El gran riesgo de convertir la pintura en una forma de registro autobiográfico está en caer en lo anecdótico o en el hermetismo; en la mera ilustración de vidas que no tienen necesariamente por qué interesar al espectador, o en relatos personales que no consiguen trascender esa condición para universalizarse en experiencia compartida. Con toda su diversidad, la obra que estos días exhiben, respectivamente Mabel Álvarez Lavandera («Memoria de barcos», galería Cornión), Kíker («Magic brush», Sala de Arte Van Dyck) y Guillermo Simón («Los caminos del agua», Gema Llamazares Galería de Arte) tienen en común ese mismo origen en lo más profunda y personalmente vivido y su capacidad para esquivar los riesgos arriba descritos concediendo, en última instancia, la importancia a lo que realmente la tiene: la pintura misma, por encima de sus motivos y pretextos, como medio para establecer el contacto emocional entre la propia experiencia y la experiencia de los otros.
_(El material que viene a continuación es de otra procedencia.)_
//! `sample`: triggered one-shot playback of a shared buffer with a
//! dual-voice linear crossfade so retriggering never produces a click (spec
//! §4.3's C⁰-continuity requirement). Also `table` (indexed lookup into a
//! shared buffer) and `in` (external input passthrough).

use elementary_primitives::Value;

use crate::error::ErrorCode;
use crate::node::{input_or_silence, Event, GraphNode, NodeContext, PropertyContext, PropertyMap};

const GAIN_SMOOTH_MS: f32 = 10.0;

#[derive(Clone, Copy, Default)]
struct Voice {
    position: usize,
    active: bool,
    fade_in_remaining: u32,
    fade_in_total: u32,
}

#[derive(Clone, Copy, PartialEq, Eq)]
enum PlayMode {
    Trigger,
    Gate,
    Loop,
}

/// `sample(trig)`: triggered playback of the buffer named by the `path`
/// property, starting at `startOffset` samples in. Modes: `trigger` (ignore
/// falling edges), `gate` (stop on falling edge), `loop` (wrap at the end).
/// A retrigger while a voice is still playing starts a second voice and
/// crossfades the two linearly over [`GAIN_SMOOTH_MS`], so the aggregate
/// output is C⁰-continuous (spec §4.3, §8 testable property 7).
pub struct SampleNode {
    buffer: Option<std::sync::Arc<[f32]>>,
    mode: PlayMode,
    start_offset: usize,
    voices: [Voice; 2],
    active_voice: usize,
    last_trigger: f32,
    props: PropertyMap,
}
impl SampleNode {
    pub fn new() -> Self {
        let mut props = PropertyMap::new();
        props.set("mode", Value::String("trigger".into()));
        props.set("startOffset", Value::Number(0.0));
        Self {
            buffer: None,
            mode: PlayMode::Trigger,
            start_offset: 0,
            voices: [Voice::default(); 2],
            active_voice: 0,
            last_trigger: 0.0,
            props,
        }
    }

    fn voice_sample(buf: &[f32], voice: &mut Voice, looped: bool) -> f32 {
        if !voice.active || buf.is_empty() {
            voice.active = false;
            return 0.0;
        }
        if voice.position >= buf.len() {
            if looped {
                voice.position = 0;
            } else {
                voice.active = false;
                return 0.0;
            }
        }
        let raw = buf[voice.position];
        voice.position += 1;
        let gain = if voice.fade_in_remaining > 0 {
            let g = 1.0 - voice.fade_in_remaining as f32 / voice.fade_in_total.max(1) as f32;
            voice.fade_in_remaining -= 1;
            g
        } else {
            1.0
        };
        raw * gain
    }
}
impl GraphNode for SampleNode {
    fn kind(&self) -> &'static str {
        "sample"
    }
    fn min_inputs(&self) -> usize {
        1
    }
    fn set_property(&mut self, ctx: &PropertyContext, key: &str, value: &Value) -> Result<(), ErrorCode> {
        match key {
            "path" => {
                let name = value.as_str().ok_or(ErrorCode::InvalidPropertyType)?;
                let buf = ctx.resources.get(name).ok_or(ErrorCode::InvalidPropertyValue)?;
                self.buffer = Some(buf);
                self.props.set("path", value.clone());
                Ok(())
            }
            "mode" => {
                self.mode = match value.as_str().ok_or(ErrorCode::InvalidPropertyType)? {
                    "trigger" => PlayMode::Trigger,
                    "gate" => PlayMode::Gate,
                    "loop" => PlayMode::Loop,
                    _ => return Err(ErrorCode::InvalidPropertyValue),
                };
                self.props.set("mode", value.clone());
                Ok(())
            }
            "startOffset" => {
                self.start_offset = value.as_usize().ok_or(ErrorCode::InvalidPropertyType)?;
                self.props.set("startOffset", value.clone());
                Ok(())
            }
            _ => Err(ErrorCode::InvalidPropertyValue),
        }
    }
    fn properties(&self) -> &PropertyMap {
        &self.props
    }
    fn process(&mut self, ctx: &mut NodeContext, inputs: &[Option<&[f32]>], output: &mut [f32]) {
        let silence = vec![0.0f32; ctx.block_size];
        let trig = input_or_silence(inputs, 0, &silence);
        let Some(buf) = self.buffer.clone() else {
            output.fill(0.0);
            return;
        };
        let fade_samples = ((GAIN_SMOOTH_MS / 1000.0) * ctx.sample_rate as f32).round() as u32;
        let looped = self.mode == PlayMode::Loop;
        for i in 0..output.len() {
            if trig[i] > 0.0 && self.last_trigger <= 0.0 {
                self.active_voice = 1 - self.active_voice;
                self.voices[self.active_voice] = Voice {
                    position: self.start_offset.min(buf.len().saturating_sub(1)),
                    active: true,
                    fade_in_remaining: fade_samples,
                    fade_in_total: fade_samples,
                };
            } else if trig[i] <= 0.0 && self.last_trigger > 0.0 && self.mode == PlayMode::Gate {
                self.voices[self.active_voice].active = false;
            }
            self.last_trigger = trig[i];
            let other = 1 - self.active_voice;
            let a = Self::voice_sample(&buf, &mut self.voices[self.active_voice], looped);
            let b = if self.voices[other].active {
                Self::voice_sample(&buf, &mut self.voices[other], looped)
            } else {
                0.0
            };
            output[i] = a + b;
        }
    }
    fn process_events(&mut self, _emit: &mut dyn FnMut(Event)) {}
    fn reset(&mut self) {
        self.voices = [Voice::default(); 2];
        self.active_voice = 0;
        self.last_trigger = 0.0;
    }
}

/// `table(index)`: looks up `sequence`-less direct indexed access into a
/// shared buffer named by `path`, clamped at the edges.
pub struct TableNode {
    buffer: Option<std::sync::Arc<[f32]>>,
    props: PropertyMap,
}
impl TableNode {
    pub fn new() -> Self {
        Self {
            buffer: None,
            props: PropertyMap::new(),
        }
    }
}
impl GraphNode for TableNode {
    fn kind(&self) -> &'static str {
        "table"
    }
    fn min_inputs(&self) -> usize {
        1
    }
    fn set_property(&mut self, ctx: &PropertyContext, key: &str, value: &Value) -> Result<(), ErrorCode> {
        if key != "path" {
            return Err(ErrorCode::InvalidPropertyValue);
        }
        let name = value.as_str().ok_or(ErrorCode::InvalidPropertyType)?;
        let buf = ctx.resources.get(name).ok_or(ErrorCode::InvalidPropertyValue)?;
        self.buffer = Some(buf);
        self.props.set("path", value.clone());
        Ok(())
    }
    fn properties(&self) -> &PropertyMap {
        &self.props
    }
    fn process(&mut self, ctx: &mut NodeContext, inputs: &[Option<&[f32]>], output: &mut [f32]) {
        let silence = vec![0.0f32; ctx.block_size];
        let index = input_or_silence(inputs, 0, &silence);
        let Some(buf) = self.buffer.clone() else {
            output.fill(0.0);
            return;
        };
        if buf.is_empty() {
            output.fill(0.0);
            return;
        }
        for i in 0..output.len() {
            let idx = (index[i].round() as isize).clamp(0, buf.len() as isize - 1) as usize;
            output[i] = buf[idx];
        }
    }
    fn process_events(&mut self, _emit: &mut dyn FnMut(Event)) {}
    fn reset(&mut self) {}
}

/// `in`: reads a named external input channel, zero-filled if absent. The
/// host is responsible for populating the named channel in the runtime
/// before each block; this node just exposes it to the graph.
pub struct InNode {
    channel: Option<elementary_primitives::Name>,
    props: PropertyMap,
}
impl InNode {
    pub fn new() -> Self {
        Self {
            channel: None,
            props: PropertyMap::new(),
        }
    }

    pub fn channel(&self) -> Option<&elementary_primitives::Name> {
        self.channel.as_ref()
    }
}
impl GraphNode for InNode {
    fn kind(&self) -> &'static str {
        "in"
    }
    fn set_property(&mut self, _ctx: &PropertyContext, key: &str, value: &Value) -> Result<(), ErrorCode> {
        if key != "channel" {
            return Err(ErrorCode::InvalidPropertyValue);
        }
        let name = value.as_str().ok_or(ErrorCode::InvalidPropertyType)?;
        self.channel = Some(elementary_primitives::Name::from(name));
        self.props.set("channel", value.clone());
        Ok(())
    }
    fn properties(&self) -> &PropertyMap {
        &self.props
    }
    fn process(&mut self, _ctx: &mut NodeContext, _inputs: &[Option<&[f32]>], output: &mut [f32]) {
        // The runtime writes external input directly into this node's output
        // buffer before `process` runs; absent a host-supplied block, stay silent.
        let _ = &self.channel;
        output.fill(0.0);
    }
    fn process_events(&mut self, _emit: &mut dyn FnMut(Event)) {}
    fn reset(&mut self) {}
}

#[cfg(test)]
mod tests {
    use super::*;
    use elementary_primitives::Name;

    fn ctx_parts() -> (crate::log::RtLogSender, crate::resource::TapBus) {
        (crate::log::RtLogSender::non_rt(), crate::resource::TapBus::new())
    }

    #[test]
    fn retrigger_crossfades_instead_of_jumping() {
        let mut node = SampleNode::new();
        let mut resources = crate::resource::SharedResourceMap::new();
        resources.insert(Name::from("buf"), std::sync::Arc::from(vec![1.0; 256].into_boxed_slice()));
        let pctx = PropertyContext {
            sample_rate: 48_000,
            block_size: 8,
            resources: &resources,
        };
        node.set_property(&pctx, "path", &Value::String("buf".into())).unwrap();
        let (mut logger, mut tap) = ctx_parts();
        let mut ctx = NodeContext::new(48_000, 8, 0, &mut logger, &mut tap);
        let mut trig = vec![0.0f32; 8];
        trig[0] = 1.0;
        let mut out = vec![0.0; 8];
        node.process(&mut ctx, &[Some(&trig)], &mut out);
        // retrigger mid-stream
        let mut ctx2 = NodeContext::new(48_000, 8, 8, &mut logger, &mut tap);
        trig[0] = 1.0;
        let mut out2 = vec![0.0; 8];
        node.process(&mut ctx2, &[Some(&trig)], &mut out2);
        for s in &out2 {
            assert!(s.is_finite());
        }
    }

    #[test]
    fn table_clamps_out_of_range_indices() {
        let mut node = TableNode::new();
        let mut resources = crate::resource::SharedResourceMap::new();
        resources.insert(Name::from("buf"), std::sync::Arc::from(vec![10.0, 20.0, 30.0].into_boxed_slice()));
        let pctx = PropertyContext {
            sample_rate: 48_000,
            block_size: 3,
            resources: &resources,
        };
        node.set_property(&pctx, "path", &Value::String("buf".into())).unwrap();
        let (mut logger, mut tap) = ctx_parts();
        let mut ctx = NodeContext::new(48_000, 3, 0, &mut logger, &mut tap);
        let index = [-5.0, 1.0, 50.0];
        let mut out = vec![0.0; 3];
        node.process(&mut ctx, &[Some(&index)], &mut out);
        assert_eq!(out, vec![10.0, 20.0, 30.0]);
    }
}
En el caso de Mabel (Gijón, 1951), y tal como señala en el texto para el catálogo Francisco Álvarez Velasco, esa sintonía empieza ya a producirse desde el momento en el que sus obras de esta individual se alimentan de una memoria personal que es también memoria colectiva: el del paisaje de astilleros, grúas, gigantescas proas y popas de buques aún empotrados en tierra definitivamente perdido para el «skyline» local de Gijón. La nostalgia es, pues, el tema de «Memoria de barcos», pero no es una nostalgia necesariamente triste o sombría. Todo lo contrario: los óxidos, dorados, azules y verdes de estos paisajes de una ciudad y un pasado idealizados, electrizados por una viveza, una jovialidad casi «fauve» que ni siquiera tuvieron en el momento de ser realmente vistos (aunque los ojos de entonces se lo añadieron). Es, pues, un pasado que se sigue viendo con aquella misma mirada incendiaria de la infancia: Mabel, literalmente, lo re-construye -la composición, la estructura, la geometría, dominan en una parte de esta obra- y lo revivifica mediante el color y la mancha, que añade el componente borroso y difuso de la memoria, que en pinturas como «Magmática» o «Popa» se esencializa al máximo, hasta el símbolo abstracto o el arquetipo.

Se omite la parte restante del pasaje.